EXERCISE
Every line below from the one containing "the server limit." through the one containing "Owning business unit;" must be transcribed exactly. Omit all lines outside that stretch.

:::

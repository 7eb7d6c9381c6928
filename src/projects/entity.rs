//! Response shapes returned by the project operations.

use chrono::{DateTime, Utc};
use serde::Deserialize;
use serde_json::{Map, Value};

use crate::projects::input::ResourceTag;
use crate::projects::subscriptions::{decode_subscriptions, Subscription, SubscriptionDecodeError};

/// `data` of a `CreateProject` mutation.
#[derive(Clone, Debug, Deserialize, PartialEq, Eq)]
#[serde(rename_all = "camelCase")]
pub struct CreateProjectResponse {
    /// The mutation payload.
    pub create_project: CreateProjectPayload,
}

/// Payload of `createProject`.
#[derive(Clone, Debug, Deserialize, PartialEq, Eq)]
pub struct CreateProjectPayload {
    /// The created project.
    pub project: ProjectRef,
}

/// Reference to a project by id.
#[derive(Clone, Debug, Deserialize, PartialEq, Eq)]
pub struct ProjectRef {
    /// Project id. The API may omit it on partial failures.
    pub id: Option<String>,
}

impl CreateProjectResponse {
    /// Id of the created project, if reported.
    #[must_use]
    pub fn project_id(&self) -> Option<&str> {
        self.create_project.project.id.as_deref()
    }
}

/// `data` of an `UpdateProject` mutation.
#[derive(Clone, Debug, Deserialize, PartialEq)]
#[serde(rename_all = "camelCase")]
pub struct UpdateProjectResponse {
    /// The mutation payload.
    pub update_project: UpdateProjectPayload,
}

/// Payload of `updateProject`.
#[derive(Clone, Debug, Deserialize, PartialEq)]
pub struct UpdateProjectPayload {
    /// The project after the update.
    pub project: UpdatedProject,
}

/// Project as echoed back by `updateProject`.
#[derive(Clone, Debug, Deserialize, PartialEq)]
#[serde(rename_all = "camelCase")]
pub struct UpdatedProject {
    /// Project id.
    pub id: String,
    /// Project name.
    pub name: Option<String>,
    /// External identifiers.
    #[serde(default)]
    pub identifiers: Vec<String>,
    /// Free-text description.
    pub description: Option<String>,
    /// Owning business unit.
    pub business_unit: Option<String>,
    /// Linked cloud accounts.
    #[serde(default)]
    pub cloud_account_links: Vec<LinkedCloudAccount>,
    /// Risk profile as stored by the API.
    pub risk_profile: Option<Value>,
}

/// A cloud account link as stored by the API.
#[derive(Clone, Debug, Deserialize, PartialEq, Eq)]
#[serde(rename_all = "camelCase")]
pub struct LinkedCloudAccount {
    /// The linked account.
    pub cloud_account: ObjectId,
    /// Environment label.
    pub environment: Option<String>,
    /// Whether the account is shared.
    #[serde(default)]
    pub shared: bool,
    /// Tags scoping a shared account.
    #[serde(default)]
    pub resource_tags: Vec<ResourceTag>,
    /// Resource groups scoping a shared account.
    #[serde(default)]
    pub resource_groups: Vec<String>,
}

/// `{ id }` object reference.
#[derive(Clone, Debug, Deserialize, PartialEq, Eq)]
pub struct ObjectId {
    /// Object id.
    pub id: String,
}

/// `data` of a `GraphSearch` query.
#[derive(Clone, Debug, Deserialize, PartialEq)]
#[serde(rename_all = "camelCase")]
pub struct GetProjectResponse {
    /// Search result.
    pub graph_search: GraphSearchPage,
}

impl GetProjectResponse {
    /// First entity of the first node, if any.
    #[must_use]
    pub fn first_entity(&self) -> Option<&ProjectEntity> {
        self.graph_search
            .nodes
            .iter()
            .find_map(|node| node.entities.first())
    }

    /// Consumes the response, returning the first entity.
    #[must_use]
    pub fn into_first_entity(self) -> Option<ProjectEntity> {
        self.graph_search
            .nodes
            .into_iter()
            .find_map(|node| node.entities.into_iter().next())
    }
}

/// One page of graph search results.
#[derive(Clone, Debug, Deserialize, PartialEq)]
#[serde(rename_all = "camelCase")]
pub struct GraphSearchPage {
    /// Total match count, present when `fetchTotalCount` was set.
    pub total_count: Option<i64>,
    /// Whether the count hit the server limit.
    pub max_count_reached: Option<bool>,
    /// Cursor information. Only the first page is ever read.
    pub page_info: PageInfo,
    /// Result nodes.
    #[serde(default)]
    pub nodes: Vec<GraphNode>,
}

/// Pagination cursor.
#[derive(Clone, Debug, Default, Deserialize, PartialEq, Eq)]
#[serde(rename_all = "camelCase")]
pub struct PageInfo {
    /// Cursor of the last returned node.
    pub end_cursor: Option<String>,
    /// Whether more pages exist.
    #[serde(default)]
    pub has_next_page: bool,
}

/// A graph search node.
#[derive(Clone, Debug, Deserialize, PartialEq)]
pub struct GraphNode {
    /// Entities in this node.
    #[serde(default)]
    pub entities: Vec<ProjectEntity>,
}

/// A project as returned by graph search.
#[derive(Clone, Debug, Deserialize, PartialEq)]
#[serde(rename_all = "camelCase")]
pub struct ProjectEntity {
    /// Entity id.
    pub id: Option<String>,
    /// Entity name.
    pub name: Option<String>,
    /// Entity type, `PROJECT` for every entity read here.
    #[serde(rename = "type")]
    pub entity_type: String,
    /// Graph properties.
    #[serde(default)]
    pub properties: ProjectProperties,
    /// The untouched source object.
    pub original_object: Option<Value>,
}

impl ProjectEntity {
    /// Decodes the stringified `subscriptions` property.
    ///
    /// An absent or empty property yields an empty list.
    ///
    /// # Errors
    ///
    /// Returns [`SubscriptionDecodeError`] if the property is not a JSON
    /// array of subscriptions.
    pub fn subscriptions(&self) -> Result<Vec<Subscription>, SubscriptionDecodeError> {
        decode_subscriptions(self.properties.subscriptions.as_deref().unwrap_or_default())
    }
}

/// Graph properties of a project entity.
#[derive(Clone, Debug, Default, Deserialize, PartialEq)]
#[serde(rename_all = "camelCase")]
pub struct ProjectProperties {
    /// Internal graph vertex id.
    #[serde(rename = "_vertexID")]
    pub vertex_id: Option<String>,
    /// Business impact rating.
    pub business_impact: Option<String>,
    /// Owning business unit; the API may send a string or null.
    pub business_unit: Option<Value>,
    /// Description; the API may send a string or null.
    pub description: Option<Value>,
    /// External id.
    pub external_id: Option<String>,
    /// Project id.
    pub id: Option<String>,
    /// Project name.
    pub name: Option<String>,
    /// Product category.
    pub product_category: Option<String>,
    /// Product sub-category.
    pub product_sub_category: Option<String>,
    /// URL slug.
    pub slug: Option<String>,
    /// Stringified JSON array of linked subscriptions.
    pub subscriptions: Option<String>,
    /// Last modification time.
    pub updated_at: Option<DateTime<Utc>>,
    /// Every other property.
    #[serde(flatten)]
    pub other: Map<String, Value>,
}

#[cfg(test)]
mod tests {
    use super::*;
    use serde_json::json;

    fn search_response(entities: Value) -> GetProjectResponse {
        serde_json::from_value(json!({
            "graphSearch": {
                "totalCount": 1,
                "maxCountReached": false,
                "pageInfo": {"endCursor": "c1", "hasNextPage": false},
                "nodes": [{"entities": entities}]
            }
        }))
        .unwrap()
    }

    #[test]
    fn test_create_response_exposes_id() {
        let response: CreateProjectResponse = serde_json::from_value(json!({
            "createProject": {"project": {"id": "proj-id"}}
        }))
        .unwrap();
        assert_eq!(response.project_id(), Some("proj-id"));
    }

    #[test]
    fn test_update_response_decodes_data_directly() {
        let response: UpdateProjectResponse = serde_json::from_value(json!({
            "updateProject": {
                "project": {
                    "id": "proj-id",
                    "name": "proj-b",
                    "identifiers": [],
                    "description": null,
                    "businessUnit": "",
                    "cloudAccountLinks": [{
                        "cloudAccount": {"id": "acct-1"},
                        "environment": "PRODUCTION",
                        "resourceTags": [{"key": "team", "value": "core"}],
                        "shared": true,
                        "resourceGroups": []
                    }],
                    "riskProfile": {"businessImpact": "MBI"}
                }
            }
        }))
        .unwrap();

        let project = response.update_project.project;
        assert_eq!(project.id, "proj-id");
        assert_eq!(project.cloud_account_links[0].cloud_account.id, "acct-1");
        assert_eq!(project.cloud_account_links[0].resource_tags[0].key, "team");
        assert!(project.cloud_account_links[0].shared);
    }

    #[test]
    fn test_graph_search_keeps_properties_and_extras() {
        let response = search_response(json!([{
            "id": "proj-id",
            "name": "proj-a",
            "type": "PROJECT",
            "properties": {
                "_vertexID": "v-1",
                "businessUnit": null,
                "name": "proj-a",
                "subscriptions": "[]",
                "updatedAt": "2023-03-01T10:00:00Z",
                "isFolder": false
            },
            "originalObject": null
        }]));

        let entity = response.first_entity().unwrap();
        assert_eq!(entity.entity_type, "PROJECT");
        assert_eq!(entity.properties.vertex_id.as_deref(), Some("v-1"));
        assert_eq!(
            entity.properties.updated_at.unwrap().to_rfc3339(),
            "2023-03-01T10:00:00+00:00"
        );
        assert_eq!(entity.properties.other["isFolder"], json!(false));
        assert!(entity.original_object.is_none());
    }

    #[test]
    fn test_first_entity_of_empty_search_is_none() {
        let response = search_response(json!([]));
        assert!(response.first_entity().is_none());
        assert!(response.into_first_entity().is_none());
    }

    #[test]
    fn test_missing_subscriptions_property_decodes_to_empty_list() {
        let response = search_response(json!([{
            "id": "proj-id",
            "name": "proj-a",
            "type": "PROJECT",
            "properties": {}
        }]));

        let entity = response.into_first_entity().unwrap();
        assert!(entity.subscriptions().unwrap().is_empty());
    }
}
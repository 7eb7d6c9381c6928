//! Wiz projects: request and response shapes, the three operations, error
//! classification and subscription decoding.
//!
//! # Overview
//!
//! - [`CreateProjectRequest`] / [`UpdateProjectRequest`] / [`GetProjectRequest`]: typed variables
//! - [`CreateProject`] / [`UpdateProject`] / [`GraphSearch`]: the GraphQL operations
//! - [`classify`]: turns a failed call into a [`ResourceError`]
//! - [`decode_subscriptions`]: second-pass decode of the `subscriptions` property
//!
//! The operations themselves are methods on [`WizClient`](crate::WizClient):
//! `create_project`, `update_project`, `get_project` and `read_project`.

mod entity;
mod errors;
mod input;
mod operations;
mod subscriptions;

pub use entity::{
    CreateProjectPayload, CreateProjectResponse, GetProjectResponse, GraphNode, GraphSearchPage,
    LinkedCloudAccount, ObjectId, PageInfo, ProjectEntity, ProjectProperties, ProjectRef,
    UpdateProjectPayload, UpdateProjectResponse, UpdatedProject,
};
pub use errors::{
    classify, is_not_found, is_not_found_message, ErrorKind, ResourceError, ResourceOperation,
    PROJECT_RESOURCE,
};
pub use input::{
    Answer, BusinessImpact, CloudAccountLink, CloudOrganizationLink, CreateProjectInput,
    CreateProjectRequest, GetProjectRequest, GraphEntityQuery, KubernetesClusterLink,
    ProjectOverride, RepositoryLink, ResourceTag, RiskProfile, UpdateProjectInput,
    UpdateProjectRequest, PROJECT_ENTITY_TYPE,
};
pub use operations::{CreateProject, GraphSearch, ProjectDetails, UpdateProject};
pub use subscriptions::{
    decode_subscriptions, encode_subscriptions, Subscription, SubscriptionDecodeError,
};
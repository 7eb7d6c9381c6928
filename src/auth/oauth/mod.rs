//! OAuth 2.0 client credentials grant against the Wiz identity endpoint.
//!
//! - [`exchange_client_credentials`]: trades the service account id and
//!   secret for an [`AccessToken`](crate::auth::AccessToken)
//! - [`OAuthError`]: why the exchange failed
//!
//! # Example
//!
//! ```rust,ignore
//! use wiz_provider::auth::oauth::exchange_client_credentials;
//! use wiz_provider::Context;
//!
//! let token = exchange_client_credentials(&Context::background(), &config).await?;
//! println!("scope: {}", token.scope());
//! ```

mod client_credentials;
mod error;

pub use client_credentials::exchange_client_credentials;
pub use error::OAuthError;
//! GraphQL-specific error types.
//!
//! A GraphQL call can fail at several layers:
//!
//! - [`GraphqlError::Http`]: transport failure or non-2xx status
//! - [`GraphqlError::Response`]: the server answered with an `errors` array
//! - [`GraphqlError::MissingData`]: neither `data` nor `errors` was present
//! - [`GraphqlError::Decode`]: `data` did not match the expected shape
//! - [`GraphqlError::Variables`]: the request could not be flattened
//!
//! This layer only reports what happened. Deciding whether an error means
//! "not found" is left to [`crate::projects::classify`].

use serde::Deserialize;
use serde_json::{Map, Value};
use thiserror::Error;

use crate::clients::HttpError;
use crate::variables::VariablesError;

/// One entry of a GraphQL `errors` array.
#[derive(Clone, Debug, Deserialize, PartialEq)]
pub struct GraphqlErrorDetail {
    /// Human-readable message.
    pub message: String,
    /// Path of the field that failed, if reported.
    #[serde(default)]
    pub path: Option<Vec<Value>>,
    /// Vendor extensions, e.g. `{"code": "NOT_FOUND"}`.
    #[serde(default)]
    pub extensions: Option<Map<String, Value>>,
}

impl GraphqlErrorDetail {
    /// Returns `extensions.code`, if present.
    #[must_use]
    pub fn code(&self) -> Option<&str> {
        self.extensions
            .as_ref()
            .and_then(|ext| ext.get("code"))
            .and_then(Value::as_str)
    }
}

fn join_messages(errors: &[GraphqlErrorDetail]) -> String {
    errors
        .iter()
        .map(|e| e.message.as_str())
        .collect::<Vec<_>>()
        .join("; ")
}

/// Error type for GraphQL operations.
#[derive(Debug, Error)]
pub enum GraphqlError {
    /// An HTTP-level error occurred.
    #[error(transparent)]
    Http(#[from] HttpError),

    /// The response carried a non-empty `errors` array.
    #[error("graphql: {}", join_messages(.errors))]
    Response {
        /// The reported errors, in server order.
        errors: Vec<GraphqlErrorDetail>,
    },

    /// The response had no `data` member.
    #[error("graphql: response contained no data")]
    MissingData,

    /// `data` could not be decoded into the expected type.
    #[error("graphql: failed to decode response: {0}")]
    Decode(#[source] serde_json::Error),

    /// The request variables could not be built.
    #[error(transparent)]
    Variables(#[from] VariablesError),
}

// Verify GraphqlError is Send + Sync at compile time
const _: fn() = || {
    const fn assert_send_sync<T: Send + Sync>() {}
    assert_send_sync::<GraphqlError>();
};

#[cfg(test)]
mod tests {
    use super::*;
    use crate::clients::HttpResponseError;
    use serde_json::json;

    fn detail(message: &str, code: Option<&str>) -> GraphqlErrorDetail {
        GraphqlErrorDetail {
            message: message.to_string(),
            path: None,
            extensions: code.map(|c| {
                let mut ext = Map::new();
                ext.insert("code".to_string(), json!(c));
                ext
            }),
        }
    }

    #[test]
    fn test_response_error_joins_messages() {
        let error = GraphqlError::Response {
            errors: vec![detail("first", None), detail("second", None)],
        };
        assert_eq!(error.to_string(), "graphql: first; second");
    }

    #[test]
    fn test_detail_exposes_extension_code() {
        assert_eq!(detail("x", Some("NOT_FOUND")).code(), Some("NOT_FOUND"));
        assert_eq!(detail("x", None).code(), None);
    }

    #[test]
    fn test_detail_deserializes_from_wire_shape() {
        let detail: GraphqlErrorDetail = serde_json::from_value(json!({
            "message": "Resource not found",
            "path": ["updateProject"],
            "extensions": {"code": "NOT_FOUND", "exception": {"message": "x"}}
        }))
        .unwrap();

        assert_eq!(detail.message, "Resource not found");
        assert_eq!(detail.path, Some(vec![json!("updateProject")]));
        assert_eq!(detail.code(), Some("NOT_FOUND"));
    }

    #[test]
    fn test_from_http_error_conversion() {
        let http_error = HttpError::Response(HttpResponseError {
            code: 500,
            message: r#"{"error":"Internal Server Error"}"#.to_string(),
        });

        let graphql_error: GraphqlError = http_error.into();

        assert!(matches!(graphql_error, GraphqlError::Http(_)));
        assert!(graphql_error.to_string().contains("Internal Server Error"));
    }
}
//! Declarative GraphQL operations.

use serde::de::DeserializeOwned;
use serde::Serialize;

/// A named GraphQL query or mutation with typed variables and response.
///
/// Implementors are usually unit structs; the document and both shapes are
/// fixed at compile time.
///
/// # Example
///
/// ```rust
/// use serde::{Deserialize, Serialize};
/// use wiz_provider::clients::graphql::GraphqlOperation;
///
/// #[derive(Serialize)]
/// struct NoVariables {}
///
/// #[derive(Deserialize)]
/// struct Typename {
///     #[serde(rename = "__typename")]
///     typename: String,
/// }
///
/// struct Ping;
///
/// impl GraphqlOperation for Ping {
///     const NAME: &'static str = "Ping";
///     const DOCUMENT: &'static str = "query Ping { __typename }";
///     type Variables = NoVariables;
///     type Response = Typename;
/// }
/// ```
pub trait GraphqlOperation {
    /// Operation name, used for logging.
    const NAME: &'static str;
    /// The GraphQL document sent as `query`.
    const DOCUMENT: &'static str;
    /// Variables, flattened into the `variables` map.
    type Variables: Serialize;
    /// Shape of the `data` member of a successful response.
    type Response: DeserializeOwned;
}
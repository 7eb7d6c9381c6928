//! GraphQL transport for the Wiz API.
//!
//! - [`GraphqlClient`]: authenticated client with `query`, `run` and `execute`
//! - [`GraphqlOperation`]: a typed, named query or mutation
//! - [`GraphqlError`]: error type for GraphQL operations
//!
//! Every request is a POST of `{"query": ..., "variables": ...}` to the
//! configured endpoint carrying `Authorization: Bearer <token>` and
//! `Cache-Control: no-cache`.
//!
//! # Response Structure
//!
//! - `data`: decoded into the caller's type
//! - `errors`: any entry turns the call into [`GraphqlError::Response`]

mod client;
mod errors;
mod operation;

pub use client::{GraphqlClient, GraphqlResponse};
pub use errors::{GraphqlError, GraphqlErrorDetail};
pub use operation::GraphqlOperation;
//! Validated newtype wrappers for configuration values.
//!
//! This module provides type-safe wrappers around string values that validate
//! their contents on construction. Invalid values are rejected with clear error messages.

use crate::error::ConfigError;
use std::fmt;

/// A validated Wiz service account client id.
///
/// # Example
///
/// ```rust
/// use wiz_provider::ClientId;
///
/// let id = ClientId::new("my-client-id").unwrap();
/// assert_eq!(id.as_ref(), "my-client-id");
/// ```
#[derive(Clone, Debug, PartialEq, Eq)]
pub struct ClientId(String);

impl ClientId {
    /// Creates a new validated client id.
    ///
    /// # Errors
    ///
    /// Returns [`ConfigError::EmptyClientId`] if the id is empty.
    pub fn new(id: impl Into<String>) -> Result<Self, ConfigError> {
        let id = id.into();
        if id.trim().is_empty() {
            return Err(ConfigError::EmptyClientId);
        }
        Ok(Self(id))
    }
}

impl AsRef<str> for ClientId {
    fn as_ref(&self) -> &str {
        &self.0
    }
}

/// A validated Wiz service account client secret.
///
/// The `Debug` implementation masks the secret value, displaying only
/// `ClientSecret(*****)` instead of the actual secret.
///
/// # Example
///
/// ```rust
/// use wiz_provider::ClientSecret;
///
/// let secret = ClientSecret::new("my-secret").unwrap();
/// assert_eq!(format!("{:?}", secret), "ClientSecret(*****)");
/// ```
#[derive(Clone, PartialEq, Eq)]
pub struct ClientSecret(String);

impl ClientSecret {
    /// Creates a new validated client secret.
    ///
    /// # Errors
    ///
    /// Returns [`ConfigError::EmptyClientSecret`] if the secret is empty.
    pub fn new(secret: impl Into<String>) -> Result<Self, ConfigError> {
        let secret = secret.into();
        if secret.trim().is_empty() {
            return Err(ConfigError::EmptyClientSecret);
        }
        Ok(Self(secret))
    }
}

impl AsRef<str> for ClientSecret {
    fn as_ref(&self) -> &str {
        &self.0
    }
}

impl fmt::Debug for ClientSecret {
    fn fmt(&self, f: &mut fmt::Formatter<'_>) -> fmt::Result {
        f.write_str("ClientSecret(*****)")
    }
}

/// A validated absolute URL, used for both the GraphQL endpoint and the
/// identity endpoint.
///
/// # Example
///
/// ```rust
/// use wiz_provider::EndpointUrl;
///
/// let url = EndpointUrl::new("https://api.us17.app.wiz.io/graphql").unwrap();
/// assert_eq!(url.scheme(), "https");
/// assert_eq!(url.host_name(), "api.us17.app.wiz.io");
/// ```
#[derive(Clone, Debug, PartialEq, Eq)]
pub struct EndpointUrl {
    url: String,
    scheme_end: usize,
    host_start: usize,
    host_end: usize,
}

impl EndpointUrl {
    /// Creates a new validated URL.
    ///
    /// # Errors
    ///
    /// Returns [`ConfigError::InvalidUrl`] if the URL has no scheme or host.
    pub fn new(url: impl Into<String>) -> Result<Self, ConfigError> {
        let url = url.into().trim().to_string();

        let scheme_end = url
            .find("://")
            .ok_or_else(|| ConfigError::InvalidUrl { url: url.clone() })?;

        let scheme = &url[..scheme_end];
        if scheme.is_empty() || !scheme.chars().all(|c| c.is_ascii_alphabetic()) {
            return Err(ConfigError::InvalidUrl { url: url.clone() });
        }

        let host_start = scheme_end + 3;
        if host_start >= url.len() {
            return Err(ConfigError::InvalidUrl { url: url.clone() });
        }

        // Host ends at port, path, query, or end of string
        let remainder = &url[host_start..];
        let host_end = remainder
            .find([':', '/', '?', '#'])
            .map_or(url.len(), |i| host_start + i);

        if host_end == host_start {
            return Err(ConfigError::InvalidUrl { url: url.clone() });
        }

        Ok(Self {
            url,
            scheme_end,
            host_start,
            host_end,
        })
    }

    /// Returns the URL scheme (e.g., "https").
    #[must_use]
    pub fn scheme(&self) -> &str {
        &self.url[..self.scheme_end]
    }

    /// Returns the host name portion of the URL.
    #[must_use]
    pub fn host_name(&self) -> &str {
        &self.url[self.host_start..self.host_end]
    }
}

impl AsRef<str> for EndpointUrl {
    fn as_ref(&self) -> &str {
        &self.url
    }
}

impl fmt::Display for EndpointUrl {
    fn fmt(&self, f: &mut fmt::Formatter<'_>) -> fmt::Result {
        f.write_str(&self.url)
    }
}

#[cfg(test)]
mod tests {
    use super::*;

    #[test]
    fn test_client_id_rejects_empty_and_blank() {
        assert!(matches!(ClientId::new(""), Err(ConfigError::EmptyClientId)));
        assert!(matches!(ClientId::new("   "), Err(ConfigError::EmptyClientId)));
    }

    #[test]
    fn test_client_secret_masks_value_in_debug() {
        let secret = ClientSecret::new("super-secret-value").unwrap();
        let debug_output = format!("{:?}", secret);
        assert_eq!(debug_output, "ClientSecret(*****)");
        assert!(!debug_output.contains("super-secret-value"));
    }

    #[test]
    fn test_client_secret_rejects_empty() {
        assert!(matches!(
            ClientSecret::new(""),
            Err(ConfigError::EmptyClientSecret)
        ));
    }

    #[test]
    fn test_endpoint_url_parses_parts() {
        let url = EndpointUrl::new("https://auth.wiz.io/oauth/token").unwrap();
        assert_eq!(url.scheme(), "https");
        assert_eq!(url.host_name(), "auth.wiz.io");
        assert_eq!(url.as_ref(), "https://auth.wiz.io/oauth/token");

        let url = EndpointUrl::new("http://127.0.0.1:8080/graphql").unwrap();
        assert_eq!(url.scheme(), "http");
        assert_eq!(url.host_name(), "127.0.0.1");
    }

    #[test]
    fn test_endpoint_url_rejects_invalid() {
        assert!(EndpointUrl::new("api.wiz.io/graphql").is_err());
        assert!(EndpointUrl::new("https://").is_err());
        assert!(EndpointUrl::new("://api.wiz.io").is_err());
        assert!(EndpointUrl::new("https:///graphql").is_err());
    }
}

:::

EXERCISE RESPONSE
    /// Whether the count hit the server limit.
    pub max_count_reached: Option<bool>,
    /// Cursor information. Only the first page is ever read.
    pub page_info: PageInfo,
    /// Result nodes.
    #[serde(default)]
    pub nodes: Vec<GraphNode>,
}

/// Pagination cursor.
#[derive(Clone, Debug, Default, Deserialize, PartialEq, Eq)]
#[serde(rename_all = "camelCase")]
pub struct PageInfo {
    /// Cursor of the last returned node.
    pub end_cursor: Option<String>,
    /// Whether more pages exist.
    #[serde(default)]
    pub has_next_page: bool,
}

/// A graph search node.
#[derive(Clone, Debug, Deserialize, PartialEq)]
pub struct GraphNode {
    /// Entities in this node.
    #[serde(default)]
    pub entities: Vec<ProjectEntity>,
}

/// A project as returned by graph search.
#[derive(Clone, Debug, Deserialize, PartialEq)]
#[serde(rename_all = "camelCase")]
pub struct ProjectEntity {
    /// Entity id.
    pub id: Option<String>,
    /// Entity name.
    pub name: Option<String>,
    /// Entity type, `PROJECT` for every entity read here.
    #[serde(rename = "type")]
    pub entity_type: String,
    /// Graph properties.
    #[serde(default)]
    pub properties: ProjectProperties,
    /// The untouched source object.
    pub original_object: Option<Value>,
}

impl ProjectEntity {
    /// Decodes the stringified `subscriptions` property.
    ///
    /// An absent or empty property yields an empty list.
    ///
    /// # Errors
    ///
    /// Returns [`SubscriptionDecodeError`] if the property is not a JSON
    /// array of subscriptions.
    pub fn subscriptions(&self) -> Result<Vec<Subscription>, SubscriptionDecodeError> {
        decode_subscriptions(self.properties.subscriptions.as_deref().unwrap_or_default())
    }
}

/// Graph properties of a project entity.
#[derive(Clone, Debug, Default, Deserialize, PartialEq)]
#[serde(rename_all = "camelCase")]
pub struct ProjectProperties {
    /// Internal graph vertex id.
    #[serde(rename = "_vertexID")]
    pub vertex_id: Option<String>,
    /// Business impact rating.
    pub business_impact: Option<String>,
    /// Owning business unit; the API may send a string or null.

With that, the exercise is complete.